What needs to be done - Using the records below, report how many lines hold "crate", with no extra text.
==== Source material
//! Price estimation for a print order.
//!
//! The volume is a stand-in: it scales the file size in MiB by a constant
//! instead of measuring the mesh. Mesh size and file size are only loosely
//! related (binary vs ASCII STL, compression in 3MF), so quotes are rough.
//! Keep the proxy until geometry analysis is an actual requirement.

use serde::Serialize;

use crate::config::{
    BASE_FEE, BYTES_PER_MIB, MACHINE_COST_PER_HOUR, MINUTES_PER_CM3, REFERENCE_INFILL_PERCENT,
    REFERENCE_LAYER_HEIGHT_MM, SHIPPING_COST, VOLUME_CM3_PER_MIB,
};
use crate::model::{OrderState, PrintSettings};

/// Cost breakdown derived from the current file and settings.
#[derive(Debug, Clone, Copy, PartialEq, Default, Serialize)]
#[serde(rename_all = "camelCase")]
pub struct PriceBreakdown {
    pub volume_estimate_cm3: f64,
    pub print_time_minutes: u64,
    pub material_cost: f64,
    pub machine_cost: f64,
    pub base_fee: f64,
    pub total: f64,
}

/// Pricing view of an order.
#[derive(Debug, Clone, Copy, PartialEq, Default, Serialize)]
#[serde(tag = "state", rename_all = "camelCase")]
pub enum Quote {
    /// No file yet; nothing to price.
    #[default]
    AwaitingUpload,
    Priced(PriceBreakdown),
}

impl Quote {
    /// Breakdown when priced.
    pub fn breakdown(&self) -> Option<&PriceBreakdown> {
        match self {
            Quote::AwaitingUpload => None,
            Quote::Priced(b) => Some(b),
        }
    }

    /// Total, zero while awaiting upload.
    pub fn total(&self) -> f64 {
        self.breakdown().map(|b| b.total).unwrap_or(0.0)
    }
}

/// Volume proxy in cm³ from the file size.
pub fn estimate_volume_cm3(file_size_bytes: u64) -> f64 {
    (file_size_bytes as f64 / BYTES_PER_MIB) * VOLUME_CM3_PER_MIB
}

/// Print time in whole minutes. Thinner layers and denser infill take longer.
pub fn estimate_print_time(volume_cm3: f64, settings: &PrintSettings) -> u64 {
    let base_time = volume_cm3 * MINUTES_PER_CM3;
    let layer_factor = REFERENCE_LAYER_HEIGHT_MM / settings.layer_height.mm();
    let infill_factor = settings.infill.percent() as f64 / REFERENCE_INFILL_PERCENT;
    (base_time * layer_factor * infill_factor).round() as u64
}

/// Price a file of `file_size_bytes` with `settings`.
pub fn estimate(file_size_bytes: u64, settings: &PrintSettings) -> PriceBreakdown {
    let volume = estimate_volume_cm3(file_size_bytes);
    let print_time = estimate_print_time(volume, settings);
    let material_cost = volume * settings.material.cost_per_cm3();
    let machine_cost = (print_time as f64 / 60.0) * MACHINE_COST_PER_HOUR;

    PriceBreakdown {
        volume_estimate_cm3: volume,
        print_time_minutes: print_time,
        material_cost,
        machine_cost,
        base_fee: BASE_FEE,
        total: material_cost + machine_cost + BASE_FEE,
    }
}

/// Price the order as it stands.
pub fn quote(order: &OrderState) -> Quote {
    match order.file_size() {
        Some(size) => Quote::Priced(estimate(size, &order.settings)),
        None => Quote::AwaitingUpload,
    }
}

/// Format minutes as `"{h}h {m}m"` above an hour, else `"{m}m"`.
pub fn format_print_time(minutes: u64) -> String {
    if minutes > 60 {
        format!("{}h {}m", minutes / 60, minutes % 60)
    } else {
        format!("{}m", minutes)
    }
}

/// Totals shown on the payment step.
#[derive(Debug, Clone, Copy, PartialEq, Serialize)]
#[serde(rename_all = "camelCase")]
pub struct CheckoutSummary {
    pub subtotal: f64,
    pub shipping: f64,
    pub total: f64,
}

impl CheckoutSummary {
    pub fn from_quote(quote: &Quote) -> Option<Self> {
        quote.breakdown().map(|b| Self {
            subtotal: b.total,
            shipping: SHIPPING_COST,
            total: b.total + SHIPPING_COST,
        })
    }
}

#[cfg(test)]
mod tests {
    use super::*;
    use crate::config::float_cmp::approx_eq;
    use crate::model::{Infill, LayerHeight, Material, ModelFile};
    use pretty_assertions::assert_eq;

    const TEN_MIB: u64 = 10_485_760;

    fn settings(layer_mm: f64, infill: i64) -> PrintSettings {
        PrintSettings {
            layer_height: LayerHeight::from_mm(layer_mm),
            infill: Infill::new(infill),
            ..Default::default()
        }
    }

    #[test]
    fn test_ten_mib_volume() {
        assert_eq!(estimate_volume_cm3(TEN_MIB), 100.0);
    }

    #[test]
    fn test_reference_print_time() {
        let breakdown = estimate(TEN_MIB, &settings(0.2, 20));
        assert_eq!(breakdown.print_time_minutes, 500);
        assert!(approx_eq(breakdown.material_cost, 5.0));
        assert!(approx_eq(breakdown.machine_cost, 500.0 / 60.0 * 2.5));
        assert_eq!(breakdown.base_fee, 5.0);
    }

    #[test]
    fn test_material_rates() {
        for (material, rate) in [
            (Material::Pla, 0.05),
            (Material::Abs, 0.06),
            (Material::Petg, 0.07),
            (Material::Tpu, 0.09),
        ] {
            let s = PrintSettings {
                material,
                ..Default::default()
            };
            let breakdown = estimate(TEN_MIB, &s);
            assert!(approx_eq(breakdown.material_cost, 100.0 * rate), "{material}");
        }
    }

    #[test]
    fn test_total_is_exact_sum() {
        for size in [0, 1, 123_456, TEN_MIB, 99_999_999] {
            for lh in LayerHeight::all() {
                for infill in Infill::all() {
                    let s = PrintSettings {
                        layer_height: lh,
                        infill,
                        ..Default::default()
                    };
                    let b = estimate(size, &s);
                    assert_eq!(b.total, b.material_cost + b.machine_cost + b.base_fee);
                }
            }
        }
    }

    #[test]
    fn test_print_time_monotonic_in_infill() {
        for lh in LayerHeight::all() {
            let mut last = 0;
            for infill in Infill::all() {
                let s = PrintSettings {
                    layer_height: lh,
                    infill,
                    ..Default::default()
                };
                let t = estimate(3_000_000, &s).print_time_minutes;
                assert!(t >= last, "infill {} at {} mm", infill.percent(), lh.mm());
                last = t;
            }
        }
    }

    #[test]
    fn test_print_time_non_increasing_in_layer_height() {
        for infill in Infill::all() {
            let mut last = u64::MAX;
            for lh in LayerHeight::all() {
                let s = PrintSettings {
                    layer_height: lh,
                    infill,
                    ..Default::default()
                };
                let t = estimate(3_000_000, &s).print_time_minutes;
                assert!(t <= last, "layer {} mm at {}%", lh.mm(), infill.percent());
                last = t;
            }
        }
    }

    #[test]
    fn test_quote_without_file() {
        let order = OrderState::default();
        assert_eq!(quote(&order), Quote::AwaitingUpload);
        assert_eq!(quote(&order).total(), 0.0);
        assert!(CheckoutSummary::from_quote(&quote(&order)).is_none());
    }

    #[test]
    fn test_quote_with_file() {
        let order = OrderState {
            uploaded_file: Some(ModelFile::from_bytes("a.stl", vec![0u8; TEN_MIB as usize])),
            ..Default::default()
        };
        let q = quote(&order);
        assert_eq!(q.breakdown().map(|b| b.print_time_minutes), Some(500));

        let summary = CheckoutSummary::from_quote(&q).unwrap();
        assert_eq!(summary.shipping, 5.0);
        assert_eq!(summary.total, summary.subtotal + 5.0);
    }

    #[test]
    fn test_format_print_time() {
        assert_eq!(format_print_time(0), "0m");
        assert_eq!(format_print_time(60), "60m");
        assert_eq!(format_print_time(61), "1h 1m");
        assert_eq!(format_print_time(500), "8h 20m");
    }
}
========
Answer section - 4